Activity
Every line from the start of the records below to the line containing "use serde::Deserialize;" should be retyped exactly, that line included, and no others.

Input records
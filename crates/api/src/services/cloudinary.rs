//! Cloudinary upload client.
//!
//! Car photos are pushed to Cloudinary with a signed upload request; only the
//! returned `secure_url` is stored alongside the car.

use reqwest::multipart;
use serde::Deserialize;
use sha2::{Digest, Sha256};

use crate::config::CloudinaryConfig;

/// Errors from the image host.
#[derive(Debug, thiserror::Error)]
pub enum CloudinaryError {
    /// Transport-level failure talking to the upload endpoint.
    #[error("image upload request failed: {0}")]
    Request(#[from] reqwest::Error),

    /// The upload endpoint answered with a non-success status.
    #[error("image upload rejected ({status}): {body}")]
    Rejected {
        status: reqwest::StatusCode,
        body: String,
    },
}

#[derive(Debug, Deserialize)]
struct UploadResponse {
    secure_url: String,
}

/// Signed-upload client for a single Cloudinary account.
#[derive(Debug, Clone)]
pub struct CloudinaryClient {
    http: reqwest::Client,
    config: CloudinaryConfig,
}

impl CloudinaryClient {
    /// Create a client for the configured Cloudinary account.
    #[must_use]
    pub fn new(config: CloudinaryConfig) -> Self {
        Self {
            http: reqwest::Client::new(),
            config,
        }
    }

    fn upload_url(&self) -> String {
        format!(
            "https://api.cloudinary.com/v1_1/{}/image/upload",
            self.config.cloud_name
        )
    }

    /// SHA-256 signature over the sorted parameter string plus the API
    /// secret, per Cloudinary's signed-upload scheme.
    fn sign(&self, params_to_sign: &str) -> String {
        use secrecy::ExposeSecret;

        let mut hasher = Sha256::new();
        hasher.update(params_to_sign.as_bytes());
        hasher.update(self.config.api_secret.expose_secret().as_bytes());
        hex::encode(hasher.finalize())
    }

    /// Upload one image and return its HTTPS delivery URL.
    ///
    /// # Errors
    ///
    /// Returns [`CloudinaryError::Request`] on transport failures and
    /// [`CloudinaryError::Rejected`] when Cloudinary refuses the upload.
    pub async fn upload_image(
        &self,
        file_name: &str,
        bytes: Vec<u8>,
    ) -> Result<String, CloudinaryError> {
        let timestamp = chrono::Utc::now().timestamp();
        let signature = self.sign(&format!("timestamp={timestamp}"));

        let part = multipart::Part::bytes(bytes).file_name(file_name.to_owned());
        let form = multipart::Form::new()
            .part("file", part)
            .text("api_key", self.config.api_key.clone())
            .text("timestamp", timestamp.to_string())
            .text("signature", signature)
            .text("signature_algorithm", "sha256");

        let response = self
            .http
            .post(self.upload_url())
            .multipart(form)
            .send()
            .await?;

        let status = response.status();
        if !status.is_success() {
            let body = response.text().await.unwrap_or_default();
            return Err(CloudinaryError::Rejected { status, body });
        }

        let upload: UploadResponse = response.json().await?;
        Ok(upload.secure_url)
    }
}
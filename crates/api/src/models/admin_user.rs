//! Admin user model.

use chrono::{DateTime, Utc};
use serde::Serialize;

use kifaru_core::{AdminRole, AdminUserId, Email};

/// An admin user of the dashboard.
///
/// The password hash never leaves the repository layer; this struct carries
/// only what handlers need.
#[derive(Debug, Clone, Serialize)]
pub struct AdminUser {
    pub id: AdminUserId,
    pub email: Email,
    pub name: String,
    pub role: AdminRole,
    pub created_at: DateTime<Utc>,
    pub updated_at: DateTime<Utc>,
}
#[cfg(test)]
#[allow(clippy::unwrap_used)]
mod tests {
    use super::*;

    fn form(entries: &[(&str, &str)]) -> CarForm {
        let mut form = CarForm::default();
        for (name, value) in entries {
            form.push(name, (*value).to_owned());
        }
        form
    }

    #[test]
    fn test_new_car_from_form() {
        let form = form(&[
            ("name", "Toyota"),
            ("model", "Land Cruiser"),
            ("year", "2021"),
            ("condition", "Used"),
            ("price", "8500000"),
            ("engineType", "Diesel"),
            ("transmission", "Automatic"),
            ("bodyType", "SUV"),
            ("mileage", "42000"),
            ("verifiedSeller", "true"),
            ("features", "Sunroof, Leather seats ,,4WD"),
        ]);

        let car = form.into_new_car(vec!["https://img/1.jpg".into()]).unwrap();
        assert_eq!(car.name.as_deref(), Some("Toyota"));
        assert_eq!(car.year, Some(2021));
        assert_eq!(car.condition, Some(Condition::Used));
        assert_eq!(car.price, Some(8_500_000));
        assert_eq!(car.engine_type, Some(EngineType::Diesel));
        assert_eq!(car.body_type, Some(BodyType::Suv));
        assert!(car.verified_seller);
        assert_eq!(car.status, CarStatus::Published);
        assert_eq!(car.features, vec!["Sunroof", "Leather seats", "4WD"]);
        assert_eq!(car.images, vec!["https://img/1.jpg"]);
    }

    #[test]
    fn test_features_repeated_fields() {
        let form = form(&[("features[]", "Sunroof"), ("features[]", "4WD")]);
        assert_eq!(form.features(), vec!["Sunroof", "4WD"]);
    }

    #[test]
    fn test_empty_numeric_fields_are_absent() {
        let form = form(&[("year", ""), ("price", "  ")]);
        let car = form.into_new_car(Vec::new()).unwrap();
        assert_eq!(car.year, None);
        assert_eq!(car.price, None);
    }

    #[test]
    fn test_invalid_numeric_field_rejected() {
        let form = form(&[("year", "twenty")]);
        let err = form.into_new_car(Vec::new()).unwrap_err();
        assert!(matches!(err, CarFormError::InvalidValue { field: "year", .. }));
    }

    #[test]
    fn test_patch_from_json_quick_edit() {
        let patch: CarPatch = serde_json::from_str(r#"{"status":"Sold"}"#).unwrap();
        assert_eq!(patch.status, Some(CarStatus::Sold));
        assert!(patch.name.is_none());
        assert!(patch.images.is_none());
        assert!(!patch.is_empty());
    }

    #[test]
    fn test_patch_from_json_fuel_type_alias() {
        let patch: CarPatch =
            serde_json::from_str(r#"{"fuelType":"Hybrid","verifiedSeller":true}"#).unwrap();
        assert_eq!(patch.engine_type, Some(EngineType::Hybrid));
        assert_eq!(patch.verified_seller, Some(true));
    }

    #[test]
    fn test_fuel_type_alias() {
        let form = form(&[("fuelType", "Hybrid")]);
        let patch = form.into_patch(Vec::new()).unwrap();
        assert_eq!(patch.engine_type, Some(EngineType::Hybrid));
    }

    #[test]
    fn test_patch_without_images_leaves_images_alone() {
        let form = form(&[("name", "Mazda")]);
        let patch = form.into_patch(Vec::new()).unwrap();
        assert_eq!(patch.name.as_deref(), Some("Mazda"));
        assert!(patch.images.is_none());
        assert!(patch.features.is_none());
        assert!(patch.verified_seller.is_none());
    }

    #[test]
    fn test_patch_appends_uploads_to_existing_urls() {
        let form = form(&[("images", "https://img/old.jpg")]);
        let patch = form.into_patch(vec!["https://img/new.jpg".into()]).unwrap();
        assert_eq!(
            patch.images,
            Some(vec![
                "https://img/old.jpg".to_owned(),
                "https://img/new.jpg".to_owned()
            ])
        );
    }

    #[test]
    fn test_verified_seller_false_string() {
        let form = form(&[("verifiedSeller", "false")]);
        let patch = form.into_patch(Vec::new()).unwrap();
        assert_eq!(patch.verified_seller, Some(false));
    }

    #[test]
    fn test_sort_mapping() {
        assert_eq!(CarSort::from_query(Some("price")), CarSort::PriceAsc);
        assert_eq!(CarSort::from_query(Some("year")), CarSort::YearDesc);
        assert_eq!(CarSort::from_query(Some("mileage")), CarSort::MileageAsc);
        assert_eq!(CarSort::from_query(Some("bogus")), CarSort::Newest);
        assert_eq!(CarSort::from_query(None), CarSort::Newest);
    }

    #[test]
    fn test_pagination_math() {
        let p = Pagination::new(2, 12, 25);
        assert_eq!(p.total_pages, 3);
        assert!(p.has_next);
        assert!(p.has_prev);

        let last = Pagination::new(3, 12, 25);
        assert!(!last.has_next);

        let empty = Pagination::new(1, 12, 0);
        assert_eq!(empty.total_pages, 0);
        assert!(!empty.has_next);
        assert!(!empty.has_prev);
    }

    #[test]
    fn test_car_json_field_names() {
        let car = Car {
            id: CarId::new(1),
            name: Some("Subaru".into()),
            model: Some("Forester".into()),
            year: Some(2019),
            condition: Some(Condition::Used),
            price: Some(3_200_000),
            location: Some("Nairobi".into()),
            engine_type: Some(EngineType::Petrol),
            transmission: Some(Transmission::Automatic),
            mileage: Some(58_000),
            body_type: Some(BodyType::Suv),
            color: Some("Silver".into()),
            engine: Some("2.0L boxer".into()),
            ownership_history: Some("One owner".into()),
            verified_seller: true,
            status: CarStatus::Published,
            images: vec![],
            features: vec![],
            created_at: Utc::now(),
        };

        let json = serde_json::to_value(&car).unwrap();
        assert_eq!(json["engineType"], "Petrol");
        assert_eq!(json["bodyType"], "SUV");
        assert_eq!(json["ownershipHistory"], "One owner");
        assert_eq!(json["verifiedSeller"], true);
        assert!(json["images"].is_array());
        assert!(json["features"].is_array());
    }
}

Written response
filename crates/api/src/services/cloudinary.rs
//! Cloudinary upload client.
//!
//! Car photos are pushed to Cloudinary with a signed upload request; only the
//! returned `secure_url` is stored alongside the car.

use reqwest::multipart;
use serde::Deserialize;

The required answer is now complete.